Thursday, January 29, 2009

Okposo, Bailey, and Comeau Lead the Isles to Victory

If you are an Islanders fan searching for a reason to be interested in this season's remaining games, coach Scott Gordon has given you a dandy. By hitching Josh Bailey to Blake Comeau and Kyle Okposo, Gordon is maxing out your chances for excitement the rest of the way.

The youth brigade should be energized by relying solely on each other. Putting this line together signals that it's really their time now. Okposo, in particular, looks so confident now, even on the penalty kill. It's almost hard to believe that he played only 14:08 in tonight's 5-4 win at Atlanta. It seemed like he was out there every other shift.

One difficulty that could surface for the Comeau-Bailey-Okposo line is a failure to have the puck. If Bailey doesn't continue to improve on faceoffs (he won 5 of 9 tonight—a good result), the line will waste precious seconds of its shifts forechecking and playing defense. Obviously those duties are necessities and all three should aspire to be solid two-way players, but this line is together to produce offense.

That they did so in the first period of their first game together, on a skilled Bailey-to-Okposo conversion, gives Gordon all the evidence he needs to keep them together without worrying about them needing a veteran presence.

And what more could you ask for than all three players on the line working to create the goal that saved the Islanders from complete collapse after coughing up three-fourths of their four-goal lead in the third period?

For most of the third period the team played its best tentative, we-have-no-idea-what-to-do-here hockey. It was easy to wonder what had happened to the tenacity best exemplified by Okposo's play in the first period.

Then Comeau made that chip-dump into the corner, and you could just tell by the way he pursued the puck that there was still something left in the Islanders' tank. Comeau to Bailey to Okposo. Bang, 5-3, and the eventual game-winner.

Yes, the Atlanta defense was full of holes and starting goalie Kari Lehtonen looked like he was playing in roller skates. But when that happens, a team has to pounce. And the Islanders did. When Lehtonen dropped Andy Hilbert's harmless shot, Tim Jackman got to the net and put the puck across the line.

I love to see Islanders forwards show composure and be patient enough to score goals like Trent Hunter did to give the Islanders a lead just 55 seconds into the game. Too many times in the past, a forward would have let the goalie keep his angle and be rewarded with a harmless shot to the crest. Hunter made sure to hit the back of the net after not scoring in his previous 17 games.

The Islanders needed a game like this. Even if you're rooting fervently for them to cement their hold on 30th place, constant misery is no good for the fans, the players, or the organization. Neither is setting records for futility on the road.
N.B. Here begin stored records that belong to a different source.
use glam::Vec3;

/// Stable identity of the scene object owning a light.
#[derive(Clone, Copy, Debug, PartialEq, Eq, Hash, PartialOrd, Ord)]
pub struct ObjectKey(pub u64);

impl From<hecs::Entity> for ObjectKey {
    fn from(entity: hecs::Entity) -> Self {
        Self(entity.to_bits().get())
    }
}

#[derive(Clone, Copy, Debug, PartialEq, Eq)]
pub enum AreaShape {
    Square,
    Rectangle,
    Disk,
    Ellipse,
}

impl AreaShape {
    /// Disk and ellipse shapes cover less than their bounding rectangle.
    pub fn is_elliptic(self) -> bool {
        matches!(self, AreaShape::Disk | AreaShape::Ellipse)
    }

    /// Shapes with an independent Y size.
    pub fn has_size_y(self) -> bool {
        matches!(self, AreaShape::Rectangle | AreaShape::Ellipse)
    }
}

#[derive(Clone, Copy, Debug, PartialEq)]
pub enum LightKind {
    Point,
    Sun,
    Spot,
    Area(AreaShape),
}

#[derive(Clone, Copy, Debug, PartialEq)]
pub enum Attenuation {
    /// Radius solved from the inverse square law and the light threshold.
    InverseSquare,
    /// Fixed influence distance.
    Custom(f32),
}

/// Raw light properties as authored on a scene object.
#[derive(Clone, Copy, Debug, PartialEq)]
pub struct LightSource {
    pub kind: LightKind,
    pub color: Vec3,
    /// Watts. Negative energy emits negative light; its magnitude sets the radius.
    pub energy: f32,
    pub diffuse_factor: f32,
    pub specular_factor: f32,
    pub volume_factor: f32,
    /// Point and spot radius, or area X size.
    pub size: f32,
    /// Area Y size for rectangle and ellipse shapes.
    pub size_y: f32,
    /// Sun angular diameter in radians.
    pub sun_angle: f32,
    /// Full spot cone angle in radians.
    pub spot_angle: f32,
    /// Spot edge smoothness in [0, 1].
    pub spot_blend: f32,
    pub attenuation: Attenuation,
    pub cast_shadow: bool,
    pub shadow_bias: f32,
    /// Shadow near clip distance.
    pub clip_start: f32,
}

impl Default for LightSource {
    fn default() -> Self {
        Self {
            kind: LightKind::Point,
            color: Vec3::ONE,
            energy: 10.0,
            diffuse_factor: 1.0,
            specular_factor: 1.0,
            volume_factor: 1.0,
            size: 0.25,
            size_y: 0.25,
            sun_angle: 0.526f32.to_radians(),
            spot_angle: 45f32.to_radians(),
            spot_blend: 0.15,
            attenuation: Attenuation::InverseSquare,
            cast_shadow: false,
            shadow_bias: 1.0,
            clip_start: 0.05,
        }
    }
}

impl LightSource {
    pub fn point(color: Vec3, energy: f32, radius: f32) -> Self {
        Self {
            kind: LightKind::Point,
            color,
            energy,
            size: radius,
            ..Self::default()
        }
    }

    pub fn sun(color: Vec3, strength: f32, angle: f32) -> Self {
        Self {
            kind: LightKind::Sun,
            color,
            energy: strength,
            sun_angle: angle,
            ..Self::default()
        }
    }

    pub fn spot(color: Vec3, energy: f32, spot_angle: f32, spot_blend: f32) -> Self {
        Self {
            kind: LightKind::Spot,
            color,
            energy,
            spot_angle,
            spot_blend,
            ..Self::default()
        }
    }

    pub fn area(shape: AreaShape, color: Vec3, energy: f32, size_x: f32, size_y: f32) -> Self {
        Self {
            kind: LightKind::Area(shape),
            color,
            energy,
            size: size_x,
            size_y,
            ..Self::default()
        }
    }

    pub fn with_attenuation(mut self, attenuation: Attenuation) -> Self {
        self.attenuation = attenuation;
        self
    }

    pub fn with_shadow(mut self, bias: f32) -> Self {
        self.cast_shadow = true;
        self.shadow_bias = bias;
        self
    }

    /// Brightest channel times energy, scaled to the renderer's power unit.
    pub fn max_power(&self) -> f32 {
        self.color.max_element() * (self.energy / 100.0).abs()
    }

    pub fn surface_max_power(&self) -> f32 {
        self.diffuse_factor.max(self.specular_factor) * self.max_power()
    }

    pub fn volume_max_power(&self) -> f32 {
        self.volume_factor * self.max_power()
    }
}
use std::f32::consts::{FRAC_1_PI, FRAC_PI_2, PI};

use glam::{Mat4, Vec2, Vec3};

use super::shadow::ShadowRegistry;
use super::source::{Attenuation, LightKind, LightSource, ObjectKey};
use super::LightData;
use crate::culling::Cullable;

/// Influence radius of a sun with non negligible power.
pub const SUN_INFLUENCE_RADIUS: f32 = 1e16;
/// Radii at or below this are degenerate and get a zero inverse square.
pub const RADIUS_EPSILON: f32 = 1e-4;
/// Smallest area light half size.
pub const MIN_AREA_SIZE: f32 = 0.003;

const MIN_PUNCTUAL_SIZE: f32 = 0.001;
const MAX_CONE_ANGLE: f32 = 179.9 * PI / 180.0;

/// Shading model of a light, as read by the shaders.
#[repr(u32)]
#[derive(Clone, Copy, Debug, PartialEq, Eq, Hash)]
pub enum LightType {
    Point = 0,
    Sun = 1,
    Spot = 2,
    Rect = 3,
    Ellipse = 4,
}

impl From<LightKind> for LightType {
    fn from(kind: LightKind) -> Self {
        match kind {
            LightKind::Point => LightType::Point,
            LightKind::Sun => LightType::Sun,
            LightKind::Spot => LightType::Spot,
            LightKind::Area(shape) if shape.is_elliptic() => LightType::Ellipse,
            LightKind::Area(_) => LightType::Rect,
        }
    }
}

/// Derived per-frame parameters of one light.
#[derive(Clone, Copy, Debug)]
pub struct Light {
    pub key: ObjectKey,
    pub light_type: LightType,
    /// Orthonormal right-handed basis (right, up, back) and position.
    pub object_mat: Mat4,
    /// Per axis scale removed from `object_mat`.
    pub scale: Vec3,
    pub color: Vec3,
    pub influence_radius_max: f32,
    pub influence_radius_invsqr_surface: f32,
    pub influence_radius_invsqr_volume: f32,
    pub area_size_x: f32,
    pub area_size_y: f32,
    pub radius_squared: f32,
    pub spot_size_inv: Vec2,
    pub spot_mul: f32,
    pub spot_bias: f32,
    pub diffuse_power: f32,
    pub specular_power: f32,
    pub volume_power: f32,
    pub shadow_id: Option<u32>,
    pub shadow_bias: f32,
}

impl Light {
    pub fn new<S: ShadowRegistry + ?Sized>(
        source: &LightSource,
        world: Mat4,
        key: ObjectKey,
        threshold: f32,
        shadows: &mut S,
    ) -> Self {
        let influence_radius_surface =
            attenuation_radius(source, threshold, source.surface_max_power());
        let influence_radius_volume =
            attenuation_radius(source, threshold, source.volume_max_power());

        let (object_mat, scale) = normalize_transform(world);

        let mut light = Self {
            key,
            light_type: source.kind.into(),
            object_mat,
            scale,
            color: source.color * source.energy,
            influence_radius_max: influence_radius_surface.max(influence_radius_volume),
            influence_radius_invsqr_surface: inverse_square(influence_radius_surface),
            influence_radius_invsqr_volume: inverse_square(influence_radius_volume),
            area_size_x: 0.0,
            area_size_y: 0.0,
            radius_squared: 0.0,
            spot_size_inv: Vec2::ZERO,
            spot_mul: 0.0,
            spot_bias: 0.0,
            diffuse_power: 0.0,
            specular_power: 0.0,
            volume_power: 0.0,
            shadow_id: None,
            shadow_bias: source.shadow_bias * 0.05,
        };

        light.set_shape_parameters(source);

        let shape_power = light.shape_power(source);
        light.diffuse_power = source.diffuse_factor * shape_power;
        light.specular_power = source.specular_factor * shape_power;
        light.volume_power = source.volume_factor * light.shape_power_volume(source);

        if source.cast_shadow {
            light.shadow_id = match source.kind {
                LightKind::Sun => shadows.sync_directional_shadow(key, &light.object_mat),
                LightKind::Point => shadows.sync_punctual_shadow(
                    key,
                    &light.object_mat,
                    light.influence_radius_max,
                    2.0 * PI,
                    source.clip_start,
                ),
                LightKind::Spot => shadows.sync_punctual_shadow(
                    key,
                    &light.object_mat,
                    light.influence_radius_max,
                    source.spot_angle.min(MAX_CONE_ANGLE),
                    source.clip_start,
                ),
                LightKind::Area(_) => shadows.sync_punctual_shadow(
                    key,
                    &light.object_mat,
                    light.influence_radius_max,
                    MAX_CONE_ANGLE,
                    source.clip_start,
                ),
            };
        }

        light
    }

    pub fn position(&self) -> Vec3 {
        self.object_mat.w_axis.truncate()
    }

    pub fn right(&self) -> Vec3 {
        self.object_mat.x_axis.truncate()
    }

    pub fn up(&self) -> Vec3 {
        self.object_mat.y_axis.truncate()
    }

    pub fn back(&self) -> Vec3 {
        self.object_mat.z_axis.truncate()
    }

    pub fn is_sun(&self) -> bool {
        self.light_type == LightType::Sun
    }

    fn set_shape_parameters(&mut self, source: &LightSource) {
        let scale = self.scale;
        match source.kind {
            LightKind::Area(shape) => {
                let size_y = if shape.has_size_y() {
                    source.size_y
                } else {
                    source.size
                };
                self.area_size_x = (source.size * scale.x * 0.5).max(MIN_AREA_SIZE);
                self.area_size_y = (size_y * scale.y * 0.5).max(MIN_AREA_SIZE);
                // Volume lighting treats area lights as spheres.
                let radius = (self.area_size_x.hypot(self.area_size_y) * 0.5).max(0.001);
                self.radius_squared = radius * radius;
            }
            LightKind::Sun => {
                let half_angle = source.sun_angle.min(MAX_CONE_ANGLE) / 2.0;
                self.area_size_x = half_angle.tan().max(MIN_PUNCTUAL_SIZE);
                self.area_size_y = self.area_size_x;
                self.radius_squared = self.area_size_x * self.area_size_x;
            }
            LightKind::Point | LightKind::Spot => {
                if source.kind == LightKind::Spot {
                    self.spot_size_inv = Vec2::new(
                        scale.z / scale.x.max(f32::EPSILON),
                        scale.z / scale.y.max(f32::EPSILON),
                    );
                    let spot_size = (source.spot_angle * 0.5).cos();
                    let spot_blend = (1.0 - spot_size) * source.spot_blend;
                    self.spot_mul = 1.0 / spot_blend.max(1e-8);
                    self.spot_bias = -spot_size * self.spot_mul;
                }
                self.area_size_x = source.size.max(MIN_PUNCTUAL_SIZE);
                self.area_size_y = self.area_size_x;
                self.radius_squared = self.area_size_x * self.area_size_x;
            }
        }
    }

    /// Power normalization keeping the emitted power constant when the shape changes.
    fn shape_power(&self, source: &LightSource) -> f32 {
        match source.kind {
            LightKind::Area(shape) => {
                let area = self.area_size_x * self.area_size_y;
                // Empirical fit against the offline renderer.
                let mut power = 0.8 / (area * 4.0 * PI);
                if shape.is_elliptic() {
                    power *= 4.0 / PI;
                }
                power
            }
            LightKind::Point | LightKind::Spot => {
                1.0 / (4.0 * self.area_size_x * self.area_size_x * PI * PI)
            }
            LightKind::Sun => {
                // Second term compensates the energy lost by wide suns.
                1.0 / (self.area_size_x * self.area_size_x * PI) + 1.0 / (2.0 * PI)
            }
        }
    }

    /// Volume lights are evaluated as points, so the shape power is removed.
    fn shape_power_volume(&self, source: &LightSource) -> f32 {
        match source.kind {
            LightKind::Area(_) => {
                let area = self.area_size_x * self.area_size_y;
                let blend = FRAC_PI_2 / (FRAC_PI_2 + area.sqrt());
                // Lerp between 1 and the 1/pi limit of large areas.
                0.0792 * PI * (blend + (1.0 - blend) * FRAC_1_PI)
            }
            LightKind::Point | LightKind::Spot => 0.0792,
            LightKind::Sun => 1.0,
        }
    }
}

impl Cullable for Light {
    type Data = LightData;

    fn gpu_data(&self) -> LightData {
        LightData::from_light(self)
    }

    fn position(&self) -> Vec3 {
        Light::position(self)
    }

    fn bounding_radius(&self) -> f32 {
        self.influence_radius_max
    }
}

/// Distance at which the light power decays to `threshold`.
pub fn attenuation_radius(source: &LightSource, threshold: f32, power: f32) -> f32 {
    if source.kind == LightKind::Sun {
        return if power > 1e-5 {
            SUN_INFLUENCE_RADIUS
        } else {
            0.0
        };
    }

    match source.attenuation {
        Attenuation::Custom(distance) => distance.max(0.0),
        // TODO: account for the area light scale.
        Attenuation::InverseSquare => (power / threshold).sqrt(),
    }
}

fn inverse_square(radius: f32) -> f32 {
    if radius > RADIUS_EPSILON {
        1.0 / (radius * radius)
    } else {
        0.0
    }
}

/// Splits `world` into an orthonormal right-handed frame and per axis scale.
///
/// An odd number of negative scale axes flips the up axis back.
pub(crate) fn normalize_transform(world: Mat4) -> (Mat4, Vec3) {
    let x = world.x_axis.truncate();
    let y = world.y_axis.truncate();
    let z = world.z_axis.truncate();
    let scale = Vec3::new(x.length(), y.length(), z.length());

    let right = safe_normalize(x, Vec3::X);
    let mut up = safe_normalize(y, Vec3::Y);
    let back = safe_normalize(z, Vec3::Z);
    if back.cross(right).dot(up) < 0.0 {
        up = -up;
    }

    let object_mat = Mat4::from_cols(
        right.extend(0.0),
        up.extend(0.0),
        back.extend(0.0),
        world.w_axis.truncate().extend(1.0),
    );
    (object_mat, scale)
}

pub(crate) fn safe_normalize(vec: Vec3, fallback: Vec3) -> Vec3 {
    if vec.length_squared() > 1e-12 {
        vec.normalize()
    } else {
        fallback
    }
}
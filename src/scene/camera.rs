use glam::{Mat4, Vec3};

use crate::culling::CullingView;

#[derive(Clone, Copy, Debug)]
pub struct Camera {
    pub eye: Vec3,
    pub target: Vec3,
    pub up: Vec3,
    pub fov_y_radians: f32,
    pub near: f32,
    pub far: f32,
}

impl Camera {
    pub fn view(&self) -> Mat4 {
        Mat4::look_at_rh(self.eye, self.target, self.up)
    }

    pub fn proj(&self, aspect: f32) -> Mat4 {
        Mat4::perspective_rh(self.fov_y_radians, aspect, self.near, self.far)
    }

    pub fn culling_view(&self, aspect: f32) -> CullingView {
        CullingView::new(self.view(), self.proj(aspect), self.near, self.far)
    }
}

impl Default for Camera {
    fn default() -> Self {
        Self {
            eye: Vec3::new(0.0, 0.0, 3.0),
            target: Vec3::ZERO,
            up: Vec3::Y,
            fov_y_radians: 60f32.to_radians(),
            near: 0.1,
            far: 100.0,
        }
    }
}
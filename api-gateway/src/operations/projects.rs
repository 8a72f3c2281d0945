//! Work order create and update.

use chrono::NaiveDate;
use shared::{Config, NotionApi, Result, Setting};
use tracing::info;

use super::Reply;
use crate::models::fields::parse_page_id;
use crate::models::{NewProject, Project, ProjectPatch};

pub async fn create_project<A>(api: &A, config: &Config, input: NewProject) -> Result<Reply>
where
    A: NotionApi + ?Sized,
{
    let properties = input.to_properties()?;
    let database_id = config.database(Setting::Projects)?;

    let page = api.create_page(database_id, properties).await?;
    let project = Project::from_page(&page);
    info!(project_id = %project.id, name = %project.name, "Created project");

    Reply::created("Project created", project)
}

/// Apply a tri-state patch to one work order. `today` drives the paid-date stamp.
pub async fn update_project<A>(api: &A, input: ProjectPatch, today: NaiveDate) -> Result<Reply>
where
    A: NotionApi + ?Sized,
{
    let page_id = parse_page_id(input.id.as_deref(), "id")?;
    let properties = input.to_properties(today)?;

    let page = api.update_page(&page_id, properties).await?;
    info!(project_id = %page_id, "Updated project");

    Reply::ok("Project updated", Project::from_page(&page))
}
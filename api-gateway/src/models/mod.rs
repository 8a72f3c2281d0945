//! Flat application records and their mapping to Notion pages.

pub mod fields;
pub mod milestone;
pub mod part;
pub mod project;
pub mod rating;
pub mod todo;
pub mod workflow;

pub use milestone::{Milestone, MilestoneFields};
pub use part::{Part, PartFields};
pub use project::{NewProject, Project, ProjectPatch};
pub use rating::{parse_rating, RatingScale, DEFAULT_RATING};
pub use todo::{Todo, TodoFields};
pub use workflow::{Workflow, WorkflowFields};

use serde_json::{json, Value};

/// Filter selecting children (milestones, parts) related to one project.
pub fn project_filter(project_id: &str) -> Value {
    json!({
        "property": "Project",
        "relation": { "contains": project_id }
    })
}
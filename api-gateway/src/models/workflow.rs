//! Workflow templates: named, JSON-encoded lists of milestone templates.

use serde::{Deserialize, Serialize};
use serde_json::Value;
use shared::{Error, Page, Patch, PropertyMap, PropertyWriter, Result};

use super::fields::{patch_title, required_text};

/// Stored when a template has no usable data.
pub const EMPTY_DATA: &str = "[]";

pub mod props {
    pub const NAME: &str = "Name";
    pub const DATA: &str = "Data";
}

#[derive(Debug, Clone, PartialEq, Serialize)]
#[serde(rename_all = "camelCase")]
pub struct Workflow {
    pub id: String,
    pub name: String,
    /// JSON text, always parseable.
    pub data: String,
}

impl Workflow {
    pub fn from_page(page: &Page) -> Self {
        let p = page.props();
        let data = p
            .rich_text(props::DATA)
            .filter(|text| serde_json::from_str::<Value>(text).is_ok())
            .unwrap_or_else(|| EMPTY_DATA.to_string());

        Self {
            id: page.id.clone(),
            name: p.title(props::NAME).unwrap_or_else(|| "Untitled".to_string()),
            data,
        }
    }
}

/// Validate workflow data and return the text to store.
///
/// A string must itself be JSON text; any other JSON value is serialized.
pub fn data_text(value: &Value) -> Result<String> {
    match value {
        Value::String(text) => {
            serde_json::from_str::<Value>(text)
                .map_err(|e| Error::validation(format!("data must be valid JSON: {}", e)))?;
            Ok(text.trim().to_string())
        }
        other => Ok(serde_json::to_string(other)?),
    }
}

/// Body of `createWorkflow` / `updateWorkflow`.
#[derive(Debug, Clone, Default, Deserialize)]
#[serde(default, rename_all = "camelCase")]
pub struct WorkflowFields {
    pub id: Option<String>,
    pub name: Patch<String>,
    pub data: Patch<Value>,
}

impl WorkflowFields {
    /// Check everything that can be checked without Notion.
    pub fn validate_new(&self) -> Result<()> {
        match &self.name {
            Patch::Value(name) => required_text(Some(name.as_str()), "name")?,
            _ => return Err(Error::validation("name is required")),
        };
        if let Patch::Value(data) = &self.data {
            data_text(data)?;
        }
        Ok(())
    }

    pub fn to_new_properties(&self) -> Result<PropertyMap> {
        self.validate_new()?;
        let mut w = PropertyWriter::new();
        patch_title(&mut w, props::NAME, &self.name, "name")?;
        let data = match &self.data {
            Patch::Value(data) => data_text(data)?,
            _ => EMPTY_DATA.to_string(),
        };
        w.rich_text(props::DATA, &data);
        Ok(w.build())
    }

    pub fn to_update_properties(&self) -> Result<PropertyMap> {
        let mut w = PropertyWriter::new();
        patch_title(&mut w, props::NAME, &self.name, "name")?;
        match &self.data {
            Patch::Missing => {}
            Patch::Null => {
                w.rich_text(props::DATA, EMPTY_DATA);
            }
            Patch::Value(data) => {
                w.rich_text(props::DATA, &data_text(data)?);
            }
        }
        if w.is_empty() {
            return Err(Error::validation("No fields to update"));
        }
        Ok(w.build())
    }
}

#[cfg(test)]
mod tests {
    use super::*;
    use serde_json::json;
    use shared::PropertyReader;

    #[test]
    fn test_invalid_stored_data_reads_as_empty_list() {
        let properties = json!({
            "Name": { "title": [{ "plain_text": "Full setup" }] },
            "Data": { "rich_text": [{ "plain_text": "[{\"name\": \"Restring\"" }] }
        });
        let workflow = Workflow::from_page(&Page {
            id: "w-1".to_string(),
            properties: properties.as_object().cloned().unwrap(),
            ..Page::default()
        });
        assert_eq!(workflow.name, "Full setup");
        assert_eq!(workflow.data, "[]");
    }

    #[test]
    fn test_data_text() {
        assert_eq!(data_text(&json!("[{\"name\":\"Clean\"}]")).unwrap(), "[{\"name\":\"Clean\"}]");
        assert_eq!(data_text(&json!([{ "name": "Clean" }])).unwrap(), "[{\"name\":\"Clean\"}]");
        assert_eq!(data_text(&json!("[{oops")).unwrap_err().status_code(), 400);
    }

    #[test]
    fn test_new_workflow_defaults_data() {
        let fields: WorkflowFields = serde_json::from_value(json!({ "name": "Refret" })).unwrap();
        let props = fields.to_new_properties().unwrap();
        assert_eq!(PropertyReader::new(&props).rich_text("Data").as_deref(), Some("[]"));
    }

    #[test]
    fn test_update_with_malformed_data_is_rejected() {
        let fields: WorkflowFields =
            serde_json::from_value(json!({ "id": "w-1", "data": "{not json" })).unwrap();
        assert_eq!(fields.to_update_properties().unwrap_err().status_code(), 400);
    }
}
//! Inbox notes shown as the todo list.

use serde::{Deserialize, Serialize};
use shared::{Error, Page, Patch, PropertyMap, PropertyWriter, Result};

use super::fields::{patch_checkbox, patch_select, patch_title, required_text};

pub mod props {
    pub const NAME: &str = "Name";
    pub const DONE: &str = "Done";
    pub const LIST: &str = "List";
}

#[derive(Debug, Clone, PartialEq, Serialize)]
#[serde(rename_all = "camelCase")]
pub struct Todo {
    pub id: String,
    pub text: String,
    pub done: bool,
    pub list: Option<String>,
    pub created_at: Option<String>,
}

impl Todo {
    pub fn from_page(page: &Page) -> Self {
        let p = page.props();
        Self {
            id: page.id.clone(),
            text: p.title(props::NAME).unwrap_or_default(),
            done: p.checkbox(props::DONE).unwrap_or(false),
            list: p.select(props::LIST),
            created_at: page.created_time.clone(),
        }
    }
}

/// Body of `createTodo` / `updateTodo`. The inbox endpoint sends `note` for the text.
#[derive(Debug, Clone, Default, Deserialize)]
#[serde(default, rename_all = "camelCase")]
pub struct TodoFields {
    pub id: Option<String>,
    #[serde(alias = "note")]
    pub text: Patch<String>,
    pub done: Patch<bool>,
    pub list: Patch<String>,
}

impl TodoFields {
    pub fn validate_new(&self) -> Result<()> {
        match &self.text {
            Patch::Value(text) => required_text(Some(text.as_str()), "text").map(|_| ()),
            _ => Err(Error::validation("text is required")),
        }
    }

    pub fn to_new_properties(&self) -> Result<PropertyMap> {
        self.validate_new()?;
        let mut w = PropertyWriter::new();
        patch_title(&mut w, props::NAME, &self.text, "text")?;
        patch_checkbox(&mut w, props::DONE, &self.done);
        if let Patch::Value(_) = &self.list {
            patch_select(&mut w, props::LIST, &self.list);
        }
        Ok(w.build())
    }

    pub fn to_update_properties(&self) -> Result<PropertyMap> {
        let mut w = PropertyWriter::new();
        patch_title(&mut w, props::NAME, &self.text, "text")?;
        patch_checkbox(&mut w, props::DONE, &self.done);
        patch_select(&mut w, props::LIST, &self.list);
        if w.is_empty() {
            return Err(Error::validation("No fields to update"));
        }
        Ok(w.build())
    }
}
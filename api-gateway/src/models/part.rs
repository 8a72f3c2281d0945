//! Parts ordered for a work order.

use serde::{Deserialize, Serialize};
use serde_json::Value;
use shared::{Error, Page, Patch, PropertyMap, PropertyWriter, Result};

use super::fields::{patch_number, patch_title, required_text};
use crate::reconcile::Desired;

/// Property names in the Parts database.
pub mod props {
    pub const NAME: &str = "Name";
    pub const PROJECT: &str = "Project";
    pub const QUANTITY: &str = "Quantity";
    pub const UNIT_PRICE: &str = "Unit Price";
    pub const ORDER: &str = "Order";
}

#[derive(Debug, Clone, PartialEq, Serialize)]
#[serde(rename_all = "camelCase")]
pub struct Part {
    pub id: String,
    pub project_id: Option<String>,
    pub name: String,
    pub quantity: f64,
    pub unit_price: f64,
    pub order: u32,
}

impl Part {
    pub fn from_page(page: &Page) -> Self {
        let p = page.props();
        Self {
            id: page.id.clone(),
            project_id: p.first_relation(props::PROJECT),
            name: p.title(props::NAME).unwrap_or_else(|| "Untitled".to_string()),
            quantity: p.number(props::QUANTITY).unwrap_or(1.0),
            unit_price: p.number(props::UNIT_PRICE).unwrap_or(0.0),
            order: p
                .number(props::ORDER)
                .map(|n| n.max(0.0).round() as u32)
                .unwrap_or(1),
        }
    }
}

/// A part line as sent by the app.
#[derive(Debug, Clone, Default, Deserialize)]
#[serde(default, rename_all = "camelCase")]
pub struct PartFields {
    pub id: Option<String>,
    pub name: Patch<String>,
    pub quantity: Patch<Value>,
    pub unit_price: Patch<Value>,
}

impl Desired for PartFields {
    fn id(&self) -> Option<&str> {
        self.id.as_deref()
    }
}

impl PartFields {
    pub fn require_name(&self) -> Result<()> {
        match &self.name {
            Patch::Value(name) => required_text(Some(name.as_str()), "part name").map(|_| ()),
            _ => Err(Error::validation("part name is required")),
        }
    }

    fn write_fields(&self, w: &mut PropertyWriter) -> Result<()> {
        patch_title(w, props::NAME, &self.name, "part name")?;
        patch_number(w, props::QUANTITY, &self.quantity);
        patch_number(w, props::UNIT_PRICE, &self.unit_price);
        Ok(())
    }

    pub fn to_new_properties(&self, project_id: &str, order: u32) -> Result<PropertyMap> {
        self.require_name()?;
        let mut w = PropertyWriter::new();
        self.write_fields(&mut w)?;
        w.relation(props::PROJECT, &[project_id])
            .number(props::ORDER, Some(f64::from(order)));
        Ok(w.build())
    }

    pub fn to_resequenced_properties(&self, order: u32) -> Result<PropertyMap> {
        let mut w = PropertyWriter::new();
        self.write_fields(&mut w)?;
        w.number(props::ORDER, Some(f64::from(order)));
        Ok(w.build())
    }
}
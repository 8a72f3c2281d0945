//! Tri-state field for partial updates.

use serde::{Deserialize, Deserializer};

/// A field of a partial update.
///
/// Distinguishes a key that was left out of the payload from one sent as
/// `null`. Fields using it need `#[serde(default)]` so that absence
/// deserializes to [`Patch::Missing`].
#[derive(Debug, Clone, PartialEq)]
pub enum Patch<T> {
    /// Key absent: leave the stored value alone
    Missing,
    /// Key present as `null`: clear the stored value
    Null,
    /// Key present with a value: overwrite
    Value(T),
}

impl<T> Default for Patch<T> {
    fn default() -> Self {
        Patch::Missing
    }
}

impl<T> Patch<T> {
    pub fn is_missing(&self) -> bool {
        matches!(self, Patch::Missing)
    }
}

impl<'de, T> Deserialize<'de> for Patch<T>
where
    T: Deserialize<'de>,
{
    fn deserialize<D>(deserializer: D) -> Result<Self, D::Error>
    where
        D: Deserializer<'de>,
    {
        Option::<T>::deserialize(deserializer).map(|value| match value {
            Some(v) => Patch::Value(v),
            None => Patch::Null,
        })
    }
}

#[cfg(test)]
mod tests {
    use super::*;

    #[derive(Debug, Deserialize)]
    struct Update {
        #[serde(default)]
        notes: Patch<String>,
    }

    #[test]
    fn test_absent_key_is_missing() {
        let update: Update = serde_json::from_str("{}").unwrap();
        assert_eq!(update.notes, Patch::Missing);
    }

    #[test]
    fn test_null_key_is_null() {
        let update: Update = serde_json::from_str(r#"{"notes":null}"#).unwrap();
        assert_eq!(update.notes, Patch::Null);
        assert!(!update.notes.is_missing());
    }

    #[test]
    fn test_value_key_is_value() {
        let update: Update = serde_json::from_str(r#"{"notes":"re-fret"}"#).unwrap();
        assert_eq!(update.notes, Patch::Value("re-fret".to_string()));
    }
}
So let them have this would-be-but-wasn't laugher and don't worry about the draft just yet. Remember, you don't know what the Islanders are going to do with that pick anyway. Maybe Luke wasn't the Schenn they wanted.

2 comments:

Anonymous said...

That was sweet. Great to see the kid line clicking like that.

Although I think it's ultimately best, given where they are now, that they end up with a top-2 pick, I fully agree they need games like this. (Might include "another third-period lesson/warning" in that need, too.)

Hear hear to your point about seeing the kids have poise with the puck. Games like this are a fun relief.

Islanders Outsider said...

Yeah, I was getting ready to write the "forget about everything but the first period" article. But what do you know, they pulled it out in the end.